Note that these results are slightly worse than the results obtained from the 8-DOF system. This result is explained by the fact that the anti-resonant frequencies are less sensitive to damage in the free beam than the 8-DOF structure, thus making it more difficult to detect small damage.

Figure 14 shows the results of the damage detected in the four experimental scenarios. An arrow indicates the actual damage location. In the first three cases, the damage is correctly located although false damage appears next to the actual locations. Nevertheless, the assumption that a crack only affects the stiffness of the corresponding element might not always be true. For instance, in the fourth case, the effect of the larger cut is represented more accurately by a stiffness reduction of two elements rather than one. In the last case, the network does not detect the small crack in element 8 because the effect of the larger cut hides the effect of the smaller cut.

6. Conclusions

This paper presents a new methodology designed to assess experimental damage using neural networks and anti-resonant frequencies. A multilayer perceptron network was trained with data obtained from a numerical model and tested with experimental data. The study addresses the setup of the neural network parameters and provides guidelines for their selection in similar damage assessment problems. Two experimental cases verify the algorithm: an 8-DOF mass-spring system and a beam with multiple damage scenarios.

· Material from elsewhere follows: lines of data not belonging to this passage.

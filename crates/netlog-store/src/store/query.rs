//! Query options and SELECT construction for log search

use super::schema::{SEARCH_COLUMNS, SELECT_COLUMNS, TABLE_NAME};
use crate::filter::StatusCodeFilter;

/// Query options for listing log records
#[derive(Debug, Clone, Default)]
pub struct HttpLogQuery {
    /// Maximum results
    pub limit: u32,
    /// Offset into the ordered result; `None` emits no OFFSET clause
    pub offset: Option<u32>,
    /// Status code range, ignored when it has no condition
    pub status_filter: Option<StatusCodeFilter>,
    /// Only failed exchanges; takes precedence over `status_filter`
    pub only_errors: bool,
    /// Case-sensitive substring matched against every text-bearing column
    pub search: Option<String>,
}

impl HttpLogQuery {
    /// Create a query returning at most `limit` rows
    #[must_use]
    pub fn new(limit: u32) -> Self {
        Self {
            limit,
            ..Default::default()
        }
    }

    /// Set the offset
    #[must_use]
    pub fn offset(mut self, offset: u32) -> Self {
        self.offset = Some(offset);
        self
    }

    /// Set the status code filter
    #[must_use]
    pub fn status(mut self, filter: StatusCodeFilter) -> Self {
        self.status_filter = Some(filter);
        self
    }

    /// Restrict to failed exchanges
    #[must_use]
    pub fn only_errors(mut self, only_errors: bool) -> Self {
        self.only_errors = only_errors;
        self
    }

    /// Set the search text
    ///
    /// Headers are matched against their stored JSON text, so a header
    /// containing `"` or `\` is only found by searching for the escaped
    /// form (`\"`, `\\`).
    #[must_use]
    pub fn search(mut self, text: impl Into<String>) -> Self {
        self.search = Some(text.into());
        self
    }

    fn active_search(&self) -> Option<&str> {
        self.search.as_deref().filter(|s| !s.is_empty())
    }

    fn active_status_filter(&self) -> Option<&StatusCodeFilter> {
        self.status_filter.as_ref().filter(|f| f.has_condition())
    }
}

/// A value bound to a `?` placeholder
#[derive(Debug, Clone, PartialEq, Eq)]
pub enum BindValue {
    /// Integer parameter
    Int(i64),
    /// Text parameter
    Text(String),
}

/// SQL text plus its positional parameters
#[derive(Debug, Clone, PartialEq, Eq)]
pub struct SelectStatement {
    /// Statement with `?` placeholders
    pub sql: String,
    /// Parameters in placeholder order
    pub binds: Vec<BindValue>,
}

impl SelectStatement {
    /// Build the SELECT for a query
    ///
    /// The status condition (error-only first, else the range) comes before
    /// the search group; when both exist the search group is parenthesized
    /// and AND-ed on.
    #[must_use]
    pub fn build(query: &HttpLogQuery) -> Self {
        let mut binds = Vec::new();
        let mut condition = String::new();

        if query.only_errors {
            condition.push_str(
                "((error_message IS NOT NULL AND error_message <> '') \
                 OR (code >= 400 AND code <= 599))",
            );
        } else if let Some(filter) = query.active_status_filter() {
            let (min, max) = filter.bounds();
            condition.push_str("(code >= ? AND code <= ?)");
            binds.push(BindValue::Int(i64::from(min)));
            binds.push(BindValue::Int(i64::from(max)));
        }

        if let Some(text) = query.active_search() {
            let search = SEARCH_COLUMNS
                .iter()
                .map(|column| format!("instr({column}, ?) > 0"))
                .collect::<Vec<_>>()
                .join(" OR ");
            binds.extend(SEARCH_COLUMNS.iter().map(|_| BindValue::Text(text.to_string())));

            if condition.is_empty() {
                condition = search;
            } else {
                condition = format!("{condition} AND ({search})");
            }
        }

        let mut sql = format!("SELECT {SELECT_COLUMNS} FROM {TABLE_NAME}");
        if !condition.is_empty() {
            sql.push_str(" WHERE ");
            sql.push_str(&condition);
        }
        sql.push_str(" ORDER BY _id ASC LIMIT ?");
        binds.push(BindValue::Int(i64::from(query.limit)));

        if let Some(offset) = query.offset {
            sql.push_str(" OFFSET ?");
            binds.push(BindValue::Int(i64::from(offset)));
        }

        Self { sql, binds }
    }
}

#[cfg(test)]
mod tests {
    use super::*;

    fn where_clause(stmt: &SelectStatement) -> Option<&str> {
        let start = stmt.sql.find(" WHERE ")? + " WHERE ".len();
        let end = stmt.sql.find(" ORDER BY ")?;
        Some(&stmt.sql[start..end])
    }

    #[test]
    fn test_no_conditions() {
        let stmt = SelectStatement::build(&HttpLogQuery::new(20));
        assert!(where_clause(&stmt).is_none());
        assert!(stmt.sql.ends_with("ORDER BY _id ASC LIMIT ?"));
        assert_eq!(stmt.binds, vec![BindValue::Int(20)]);
    }

    #[test]
    fn test_offset_clause() {
        let stmt = SelectStatement::build(&HttpLogQuery::new(3).offset(2));
        assert!(stmt.sql.ends_with("LIMIT ? OFFSET ?"));
        assert_eq!(stmt.binds, vec![BindValue::Int(3), BindValue::Int(2)]);
    }

    #[test]
    fn test_status_range_only() {
        let stmt = SelectStatement::build(&HttpLogQuery::new(10).status(StatusCodeFilter::success()));
        assert_eq!(where_clause(&stmt), Some("(code >= ? AND code <= ?)"));
        assert_eq!(
            stmt.binds,
            vec![BindValue::Int(200), BindValue::Int(299), BindValue::Int(10)]
        );
    }

    #[test]
    fn test_empty_filter_is_ignored() {
        let stmt =
            SelectStatement::build(&HttpLogQuery::new(10).status(StatusCodeFilter::default()));
        assert!(where_clause(&stmt).is_none());
    }

    #[test]
    fn test_only_errors_overrides_range() {
        let stmt = SelectStatement::build(
            &HttpLogQuery::new(10)
                .status(StatusCodeFilter::success())
                .only_errors(true),
        );
        let clause = where_clause(&stmt).unwrap();
        assert!(clause.contains("code >= 400 AND code <= 599"));
        assert!(!clause.contains('?'));
        assert_eq!(stmt.binds, vec![BindValue::Int(10)]);
    }

    #[test]
    fn test_search_only() {
        let stmt = SelectStatement::build(&HttpLogQuery::new(5).search("abc"));
        let clause = where_clause(&stmt).unwrap();
        assert!(clause.starts_with("instr(query_id, ?) > 0 OR "));
        assert!(clause.ends_with("instr(headers, ?) > 0"));
        assert_eq!(clause.matches(" OR ").count(), SEARCH_COLUMNS.len() - 1);
        assert_eq!(stmt.binds.len(), SEARCH_COLUMNS.len() + 1);
        assert_eq!(stmt.binds[0], BindValue::Text("abc".into()));
    }

    #[test]
    fn test_empty_search_is_ignored() {
        let stmt = SelectStatement::build(&HttpLogQuery::new(5).search(""));
        assert!(where_clause(&stmt).is_none());
    }

    #[test]
    fn test_status_and_search_combined() {
        let stmt = SelectStatement::build(
            &HttpLogQuery::new(5)
                .status(StatusCodeFilter::client_error())
                .search("x"),
        );
        let clause = where_clause(&stmt).unwrap();
        assert!(clause.starts_with("(code >= ? AND code <= ?) AND (instr(query_id, ?) > 0"));
        assert!(clause.ends_with(')'));
        assert_eq!(stmt.binds[0], BindValue::Int(400));
        assert_eq!(stmt.binds[1], BindValue::Int(499));
        assert_eq!(stmt.binds[2], BindValue::Text("x".into()));
    }

    #[test]
    fn test_search_text_is_never_inlined() {
        let stmt = SelectStatement::build(&HttpLogQuery::new(5).search("'; DROP TABLE x; --"));
        assert!(!stmt.sql.contains("DROP"));
    }
}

In both structures, the algorithm is successful in assessing the experimental damage. The damage detected corresponds closely with the experimental damage in all cases. These results show that it is possible to locate and quantify structural damage using only the anti-resonant information obtained from point frequency response functions. Hence, anti-resonant frequencies are an attractive feature for use in damage assessment.

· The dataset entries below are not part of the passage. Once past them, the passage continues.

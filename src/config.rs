//! Configuration loading
//!
//! Handles loading configuration from embedded defaults, files, and environment.

use anyhow::{Context, Result};
use config::{Config, Environment, File, FileFormat};
use netlog_store::StoreConfig;
use serde::Deserialize;

/// Embedded default configuration (compiled into binary)
pub const DEFAULT_CONFIG: &str = include_str!("../config/default.toml");

/// Application configuration
#[derive(Debug, Clone, Default, Deserialize)]
pub struct AppConfig {
    #[serde(default)]
    pub store: StoreConfig,
}

/// Load configuration from files and environment
pub fn load_config() -> Result<AppConfig> {
    let config = Config::builder()
        // 1. Embedded defaults (always available)
        .add_source(File::from_str(DEFAULT_CONFIG, FileFormat::Toml))
        // 2. Local overrides (optional)
        .add_source(File::with_name("config/local").required(false))
        // 3. Environment variables (highest priority), e.g. NETLOG_STORE__DB_PATH
        .add_source(
            Environment::with_prefix("NETLOG")
                .prefix_separator("_")
                .separator("__")
                .try_parsing(true),
        )
        .build()
        .context("Failed to build configuration")?;

    config
        .try_deserialize()
        .context("Failed to deserialize configuration")
}
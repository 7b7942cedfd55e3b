//! Status code range filter

use serde::{Deserialize, Serialize};

/// Inclusive range over HTTP status code
///
/// A missing lower bound means `0`, a missing upper bound means `u16::MAX`.
/// A filter with neither bound set has no condition and matches everything.
#[derive(Debug, Clone, Copy, Default, PartialEq, Eq, Serialize, Deserialize)]
pub struct StatusCodeFilter {
    /// Lowest accepted code
    pub min: Option<u16>,
    /// Highest accepted code
    pub max: Option<u16>,
}

impl StatusCodeFilter {
    /// Filter accepting `min..=max`
    #[must_use]
    pub fn range(min: u16, max: u16) -> Self {
        Self {
            min: Some(min),
            max: Some(max),
        }
    }

    /// 1xx
    #[must_use]
    pub fn informational() -> Self {
        Self::range(100, 199)
    }

    /// 2xx
    #[must_use]
    pub fn success() -> Self {
        Self::range(200, 299)
    }

    /// 3xx
    #[must_use]
    pub fn redirection() -> Self {
        Self::range(300, 399)
    }

    /// 4xx
    #[must_use]
    pub fn client_error() -> Self {
        Self::range(400, 499)
    }

    /// 5xx
    #[must_use]
    pub fn server_error() -> Self {
        Self::range(500, 599)
    }

    /// Whether this filter restricts anything
    #[must_use]
    pub fn has_condition(&self) -> bool {
        self.min.is_some() || self.max.is_some()
    }

    /// Effective inclusive bounds
    #[must_use]
    pub fn bounds(&self) -> (u16, u16) {
        (self.min.unwrap_or(0), self.max.unwrap_or(u16::MAX))
    }
}
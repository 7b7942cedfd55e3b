//! Store configuration

use serde::{Deserialize, Serialize};
use std::path::PathBuf;

use crate::store::default_db_path;

/// Settings used by [`crate::HttpLogStore::open`]
#[derive(Debug, Clone, Serialize, Deserialize)]
pub struct StoreConfig {
    /// Database file; falls back to `~/.netlog/netlog.db`
    #[serde(default)]
    pub db_path: Option<PathBuf>,
    /// Pool size
    #[serde(default = "default_max_connections")]
    pub max_connections: u32,
    /// Use the WAL journal
    #[serde(default = "default_wal")]
    pub wal: bool,
}

fn default_max_connections() -> u32 {
    5
}

fn default_wal() -> bool {
    true
}

impl StoreConfig {
    /// Config pointing at a specific database file
    #[must_use]
    pub fn with_path(path: impl Into<PathBuf>) -> Self {
        Self {
            db_path: Some(path.into()),
            ..Self::default()
        }
    }

    /// Resolved database path
    #[must_use]
    pub fn resolved_db_path(&self) -> PathBuf {
        self.db_path.clone().unwrap_or_else(default_db_path)
    }
}

impl Default for StoreConfig {
    fn default() -> Self {
        Self {
            db_path: None,
            max_connections: default_max_connections(),
            wal: default_wal(),
        }
    }
}
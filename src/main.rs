//! Netlog - HTTP log store tool
//!
//! CLI entry point for inspecting and maintaining a netlog database.

#![forbid(unsafe_code)]

use anyhow::Result;
use clap::Parser;
use tracing_subscriber::{layer::SubscriberExt, util::SubscriberInitExt};

mod cli;
mod config;

#[tokio::main]
async fn main() -> Result<()> {
    let _ = dotenvy::dotenv();

    tracing_subscriber::registry()
        .with(
            tracing_subscriber::EnvFilter::try_from_default_env()
                .unwrap_or_else(|_| "netlog=info,netlog_store=info".into()),
        )
        .with(tracing_subscriber::fmt::layer().with_writer(std::io::stderr))
        .init();

    let cli = cli::Cli::parse();
    cli::run(cli).await
}
//! Netlog Store - HTTP log persistence
//!
//! This crate records captured HTTP request/response observations in SQLite:
//! - Record: the stored log entry model
//! - Filter: status code range filtering
//! - Store: schema, insert, clear-all and filtered/paginated search

#![forbid(unsafe_code)]
#![warn(missing_docs)]

pub mod config;
pub mod error;
pub mod filter;
pub mod record;
pub mod store;

pub use config::StoreConfig;
pub use error::{Error, Result};
pub use filter::StatusCodeFilter;
pub use record::{HttpLogRecord, QueryType};
pub use store::{HttpLogQuery, HttpLogRepository, HttpLogStore, SelectStatement, TABLE_NAME};
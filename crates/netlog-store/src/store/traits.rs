//! Trait for HTTP log storage backends

use super::query::HttpLogQuery;
use crate::error::Result;
use crate::record::HttpLogRecord;

/// Trait for HTTP log storage backends
///
/// Lets the capturing and presentation layers depend on the operations
/// rather than on the SQLite store.
#[async_trait::async_trait]
pub trait HttpLogRepository: Send + Sync {
    /// Persist a record and return its identifier
    async fn add(&self, record: &HttpLogRecord) -> Result<i64>;

    /// Remove every record
    async fn clear_all(&self) -> Result<()>;

    /// Filtered, paginated search
    async fn query(&self, query: &HttpLogQuery) -> Result<Vec<HttpLogRecord>>;

    /// Get the backend name (for logging)
    fn name(&self) -> &str;
}
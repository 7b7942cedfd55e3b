//! Store - HTTP log persistence using SQLite
//!
//! This module provides the storage layer for captured HTTP exchanges.
//! It uses sqlx for async SQLite access over a single table.

mod helpers;
mod http_log_store;
mod query;
mod schema;
mod traits;


pub use helpers::{default_data_dir, default_db_path};
pub use http_log_store::HttpLogStore;
pub use query::{BindValue, HttpLogQuery, SelectStatement};
pub use schema::TABLE_NAME;
pub use traits::HttpLogRepository;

This study shows that it is possible to assess experimental damage in real time in two different structures, and, hence, this work demonstrates the possibility of continuous monitoring of the structural condition. Nevertheless, according to the validation results, the algorithm displays a minimum level of damage that can be assessed with confidence, which is 30% in the case of an 8-DOF system and 40% for the beam. These results can be improved using a larger training database but these changes imply larger training times.

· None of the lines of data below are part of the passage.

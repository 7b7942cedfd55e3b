//! Record - The stored HTTP log entry
//!
//! One record is one observation of an HTTP exchange: either the outgoing
//! request or the incoming response, tied together by `query_id`.

use serde::{Deserialize, Serialize};

/// Which side of the exchange a record describes
#[derive(Debug, Clone, Copy, PartialEq, Eq, Hash, Serialize, Deserialize)]
#[serde(rename_all = "SCREAMING_SNAKE_CASE")]
pub enum QueryType {
    /// Outgoing request
    Request,
    /// Incoming response
    Response,
}

impl QueryType {
    /// Returns the stored representation
    #[must_use]
    pub fn as_str(&self) -> &'static str {
        match self {
            Self::Request => "REQUEST",
            Self::Response => "RESPONSE",
        }
    }
}

impl std::fmt::Display for QueryType {
    fn fmt(&self, f: &mut std::fmt::Formatter<'_>) -> std::fmt::Result {
        write!(f, "{}", self.as_str())
    }
}

impl std::str::FromStr for QueryType {
    type Err = String;

    fn from_str(s: &str) -> Result<Self, Self::Err> {
        match s {
            "REQUEST" => Ok(Self::Request),
            "RESPONSE" => Ok(Self::Response),
            _ => Err(format!("unknown query type: {s}")),
        }
    }
}

/// A captured HTTP request or response
#[derive(Debug, Clone, PartialEq, Eq, Serialize, Deserialize)]
pub struct HttpLogRecord {
    /// Row identifier, assigned on insert
    #[serde(default, skip_serializing_if = "Option::is_none")]
    pub id: Option<i64>,
    /// Correlation id shared by a request and its response
    pub query_id: String,
    /// Request or response
    pub query_type: QueryType,
    /// HTTP method
    #[serde(default)]
    pub method: Option<String>,
    /// Status code, absent until a response arrives
    #[serde(default)]
    pub code: Option<u16>,
    /// Status message
    #[serde(default)]
    pub message: Option<String>,
    /// Full status line
    #[serde(default)]
    pub full_status: Option<String>,
    /// Short IP address
    #[serde(default)]
    pub ip: Option<String>,
    /// Full IP address
    #[serde(default)]
    pub full_ip_address: Option<String>,
    /// Observation time, as reported by the capturing layer
    #[serde(default)]
    pub time: Option<String>,
    /// Exchange duration
    #[serde(default)]
    pub duration: Option<String>,
    /// Request content type
    #[serde(default)]
    pub request_content_type: Option<String>,
    /// Body size
    #[serde(default)]
    pub body_size: Option<String>,
    /// Remote port
    #[serde(default)]
    pub port: Option<String>,
    /// Request URL
    #[serde(default)]
    pub url: Option<String>,
    /// Body text
    #[serde(default)]
    pub body: Option<String>,
    /// Failure description, present only when the exchange failed
    #[serde(default)]
    pub error_message: Option<String>,
    /// Header lines in wire order
    #[serde(default)]
    pub headers: Vec<String>,
}

impl HttpLogRecord {
    /// Create an empty record of the given kind
    #[must_use]
    pub fn new(query_id: impl Into<String>, query_type: QueryType) -> Self {
        Self {
            id: None,
            query_id: query_id.into(),
            query_type,
            method: None,
            code: None,
            message: None,
            full_status: None,
            ip: None,
            full_ip_address: None,
            time: None,
            duration: None,
            request_content_type: None,
            body_size: None,
            port: None,
            url: None,
            body: None,
            error_message: None,
            headers: Vec::new(),
        }
    }

    /// Create a request record
    #[must_use]
    pub fn request(
        query_id: impl Into<String>,
        method: impl Into<String>,
        url: impl Into<String>,
    ) -> Self {
        let mut record = Self::new(query_id, QueryType::Request);
        record.method = Some(method.into());
        record.url = Some(url.into());
        record
    }

    /// Create a response record
    #[must_use]
    pub fn response(query_id: impl Into<String>, code: u16) -> Self {
        let mut record = Self::new(query_id, QueryType::Response);
        record.code = Some(code);
        record
    }

    /// Set the status message and full status line
    #[must_use]
    pub fn with_status(
        mut self,
        message: impl Into<String>,
        full_status: impl Into<String>,
    ) -> Self {
        self.message = Some(message.into());
        self.full_status = Some(full_status.into());
        self
    }

    /// Set the short and full IP address
    #[must_use]
    pub fn with_address(
        mut self,
        ip: impl Into<String>,
        full_ip_address: impl Into<String>,
    ) -> Self {
        self.ip = Some(ip.into());
        self.full_ip_address = Some(full_ip_address.into());
        self
    }

    /// Set the port
    #[must_use]
    pub fn with_port(mut self, port: impl Into<String>) -> Self {
        self.port = Some(port.into());
        self
    }

    /// Set the observation time
    #[must_use]
    pub fn with_time(mut self, time: impl Into<String>) -> Self {
        self.time = Some(time.into());
        self
    }

    /// Set the duration
    #[must_use]
    pub fn with_duration(mut self, duration: impl Into<String>) -> Self {
        self.duration = Some(duration.into());
        self
    }

    /// Set the body, its size and the request content type
    #[must_use]
    pub fn with_body(
        mut self,
        body: impl Into<String>,
        body_size: impl Into<String>,
        content_type: impl Into<String>,
    ) -> Self {
        self.body = Some(body.into());
        self.body_size = Some(body_size.into());
        self.request_content_type = Some(content_type.into());
        self
    }

    /// Set the error message
    #[must_use]
    pub fn with_error(mut self, error_message: impl Into<String>) -> Self {
        self.error_message = Some(error_message.into());
        self
    }

    /// Replace the header lines
    #[must_use]
    pub fn with_headers<I, S>(mut self, headers: I) -> Self
    where
        I: IntoIterator<Item = S>,
        S: Into<String>,
    {
        self.headers = headers.into_iter().map(Into::into).collect();
        self
    }

    /// Whether this record describes a failed exchange
    #[must_use]
    pub fn is_error(&self) -> bool {
        self.error_message.as_deref().is_some_and(|m| !m.is_empty())
            || self.code.is_some_and(|c| (400..=599).contains(&c))
    }
}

It is important to note that, in this study, anti-resonant frequencies were identified with the same precision as resonant frequencies, which is true for lightly damped structures with low levels of experimental noise. If this is not the case, anti-resonant frequencies might be difficult to identify and the damage identification algorithm will be affected. An area of further research is the identification of anti-resonant frequencies in structures with high levels of damping or high levels of experimental noise. Another area of further research is the use of anti-resonant frequencies obtained from the transfer frequency response functions, which are more sensitive to structural changes but require additional attention, especially, when pairing experimental and numerical anti-resonant frequencies.

Conflict of Interests

The authors declares that there is no conflict of interests regarding the publication of this paper.

Acknowledgments

This research has been partially funded by Program U-INICIA VID 2011, Grant U-INICIA 11/01, University of Chile, and by the Fondo Nacional de Desarrollo Científico y Tecnológico (FONDECYT) of the Chilean Government, Project 11110046.